Identification of novel phosphorylation sites in murine A-type lamins.

We report the distribution of phosphorylation sites in murine lamins A and C (A-type lamins) in vitro and in vivo followed by reverse-phase high-performance liquid chromatography and microsequencing of peptides spanning the almost complete lamin sequence. We show that two distinct protein kinases, cell-division-cycle-2 kinase (cdc2 kinase) and protein kinase C (PKC), phosphorylate murine A-type lamins at the non-alpha-helical amino- and carboxy-terminal domains in vitro and in vivo. Cdc2 kinase, but not PKC, is capable of inducing depolymerization of the nuclear lamina in permeabilized cells.
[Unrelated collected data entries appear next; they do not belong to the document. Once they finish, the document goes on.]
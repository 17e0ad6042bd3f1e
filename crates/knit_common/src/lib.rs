use std::{fmt::Display, path::Path};

use knit_ast::Atom;

mod bits;
pub use bits::*;
mod union_find;
pub use union_find::*;
mod symbol;
pub use symbol::*;
mod module;
pub use module::*;

oxc_index::define_index_type! {
  pub struct ModuleIdx = u32;
}

/// Resolved path of a module, used as its identity.
#[derive(Debug, Hash, PartialEq, Eq, PartialOrd, Ord, Clone)]
pub struct ModuleId(Atom);

impl Display for ModuleId {
  fn fmt(&self, f: &mut std::fmt::Formatter<'_>) -> std::fmt::Result {
    write!(f, "{}", self.0)
  }
}

impl ModuleId {
  pub fn new(value: impl Into<Atom>) -> Self {
    Self(value.into())
  }

  pub fn id(&self) -> &Atom {
    &self.0
  }

  pub fn as_path(&self) -> &Path {
    Path::new(self.0.as_str())
  }

  /// `/src/foo/index.js` gives `foo`, `/src/bar.js` gives `bar`.
  pub fn stem(&self) -> &str {
    let path = self.as_path();
    let stem = path.file_stem().and_then(|s| s.to_str()).unwrap_or("");
    if stem == "index" {
      path
        .parent()
        .and_then(|p| p.file_name())
        .and_then(|s| s.to_str())
        .unwrap_or(stem)
    } else {
      stem
    }
  }
}

impl AsRef<str> for ModuleId {
  fn as_ref(&self) -> &str {
    &self.0
  }
}

impl AsRef<Path> for ModuleId {
  fn as_ref(&self) -> &Path {
    self.as_path()
  }
}

impl From<&str> for ModuleId {
  fn from(value: &str) -> Self {
    Self::new(value)
  }
}

#[cfg(test)]
mod tests {
  use super::*;

  #[test]
  fn stem_of_index_file_uses_directory() {
    assert_eq!(ModuleId::new("/src/foo/index.js").stem(), "foo");
    assert_eq!(ModuleId::new("/src/bar.js").stem(), "bar");
    assert_eq!(ModuleId::new("lodash").stem(), "lodash");
  }
}
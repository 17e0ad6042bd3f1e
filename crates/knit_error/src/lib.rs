mod error;
pub use error::*;
mod error_kind;
pub use error_kind::*;
mod errors;
pub use errors::*;
pub mod utils;

use std::path::PathBuf;

pub type Result<T> = std::result::Result<T, Error>;
pub use anyhow;
pub use anyhow::format_err;

scoped_tls::scoped_thread_local!(pub static CWD: PathBuf);
use oxc_index::IndexVec;

use crate::{Atom, Span};

oxc_index::define_index_type! {
  pub struct SymbolId = u32;
}

oxc_index::define_index_type! {
  pub struct ScopeId = u32;
}

oxc_index::define_index_type! {
  pub struct ImportRecordIdx = u32;
}

#[derive(Debug, Clone, Copy, PartialEq, Eq, Hash)]
pub enum SymbolKind {
  /// `var` declarations and function parameters
  Hoisted,
  HoistedFunction,
  /// `let` and catch parameters
  BlockScoped,
  Const,
  Class,
  /// Local name of a default or named import, or of a re-export specifier
  Import,
  /// `import * as ns` and `export * as ns from`
  Namespace,
  /// `exports` and `module` of a file wrapped in a CommonJS closure
  CjsExportShim,
  /// `require_foo` and `init_foo`
  Wrapper,
  /// Any other name the linker introduces, like `foo_exports` or `import_foo`
  Generated,
}

impl SymbolKind {
  pub fn is_import(self) -> bool {
    matches!(self, SymbolKind::Import | SymbolKind::Namespace)
  }

  pub fn is_const(self) -> bool {
    matches!(self, SymbolKind::Const)
  }
}

#[derive(Debug, Clone)]
pub struct SymbolDecl {
  pub name: Atom,
  pub kind: SymbolKind,
  pub scope: ScopeId,
  /// Location of the declaring identifier
  pub span: Span,
}

#[derive(Debug, Clone, Copy, PartialEq, Eq)]
pub enum ScopeKind {
  Module,
  Function,
  Block,
  Class,
  Catch,
}

#[derive(Debug, Clone)]
pub struct Scope {
  pub parent: Option<ScopeId>,
  pub kind: ScopeKind,
  pub children: Vec<ScopeId>,
  pub symbols: Vec<SymbolId>,
  /// A direct `eval(...)` call appears in this scope.
  pub has_direct_eval: bool,
}

/// Symbols and scopes of one file. Scope `0` is always the module scope.
#[derive(Debug, Clone)]
pub struct SymbolTable {
  pub symbols: IndexVec<SymbolId, SymbolDecl>,
  pub scopes: IndexVec<ScopeId, Scope>,
}

impl Default for SymbolTable {
  fn default() -> Self {
    Self::new()
  }
}

impl SymbolTable {
  pub fn new() -> Self {
    let mut scopes = IndexVec::new();
    scopes.push(Scope {
      parent: None,
      kind: ScopeKind::Module,
      children: vec![],
      symbols: vec![],
      has_direct_eval: false,
    });
    Self {
      symbols: IndexVec::new(),
      scopes,
    }
  }

  pub fn root_scope(&self) -> ScopeId {
    ScopeId::from_usize(0)
  }

  pub fn add_scope(&mut self, parent: ScopeId, kind: ScopeKind) -> ScopeId {
    let id = self.scopes.push(Scope {
      parent: Some(parent),
      kind,
      children: vec![],
      symbols: vec![],
      has_direct_eval: false,
    });
    self.scopes[parent].children.push(id);
    id
  }

  pub fn declare(
    &mut self,
    name: impl Into<Atom>,
    kind: SymbolKind,
    scope: ScopeId,
    span: Span,
  ) -> SymbolId {
    let id = self.symbols.push(SymbolDecl {
      name: name.into(),
      kind,
      scope,
      span,
    });
    self.scopes[scope].symbols.push(id);
    id
  }

  pub fn is_top_level(&self, symbol: SymbolId) -> bool {
    self.symbols[symbol].scope == self.root_scope()
  }

  pub fn name(&self, symbol: SymbolId) -> &Atom {
    &self.symbols[symbol].name
  }

  /// Finds a symbol named `name` declared in `scope` or any of its ancestors.
  pub fn lookup(&self, scope: ScopeId, name: &str) -> Option<SymbolId> {
    self.ancestors(scope).find_map(|scope| {
      self.scopes[scope]
        .symbols
        .iter()
        .rev()
        .copied()
        .find(|id| self.symbols[*id].name.as_str() == name)
    })
  }

  /// `scope` itself first, then its parents up to the module scope.
  pub fn ancestors(&self, scope: ScopeId) -> impl Iterator<Item = ScopeId> + '_ {
    std::iter::successors(Some(scope), |scope| self.scopes[*scope].parent)
  }
}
Accordingly, lamins were proposed to be direct in vivo substrates of cdc2 kinase and PKC with different effects on the lamina dynamics. Analysis of the original A-type lamins revealed phosphorylation of residues Ser5 and Ser392. Residue Ser392 was substoichiometrically phosphorylated in the substrate and by cdc2 kinase in vitro. PKC phosphorylated peptides with its kinase-specific motifs surrounding Ser5, Thr199, Thr416, Thr480 and Ser625. In vivo, a mitosis-specific phosphorylation at the cdc2-kinase-specific phosphoacceptor site Ser392 and of the N-terminal peptide was identified. An interphase-specific phosphorylation at Ser525 matching the PKC consensus sequence and of peptides phosphorylated by unknown kinases was determined. The results lead us to propose that different cyclin-dependent kinase activities act as lamin kinases in mitosis and in interphase. Other kinases may cooperate with cdc2 kinase during reversible disassembly in mitosis and may modulate the supramolecular assembly of lamin filaments.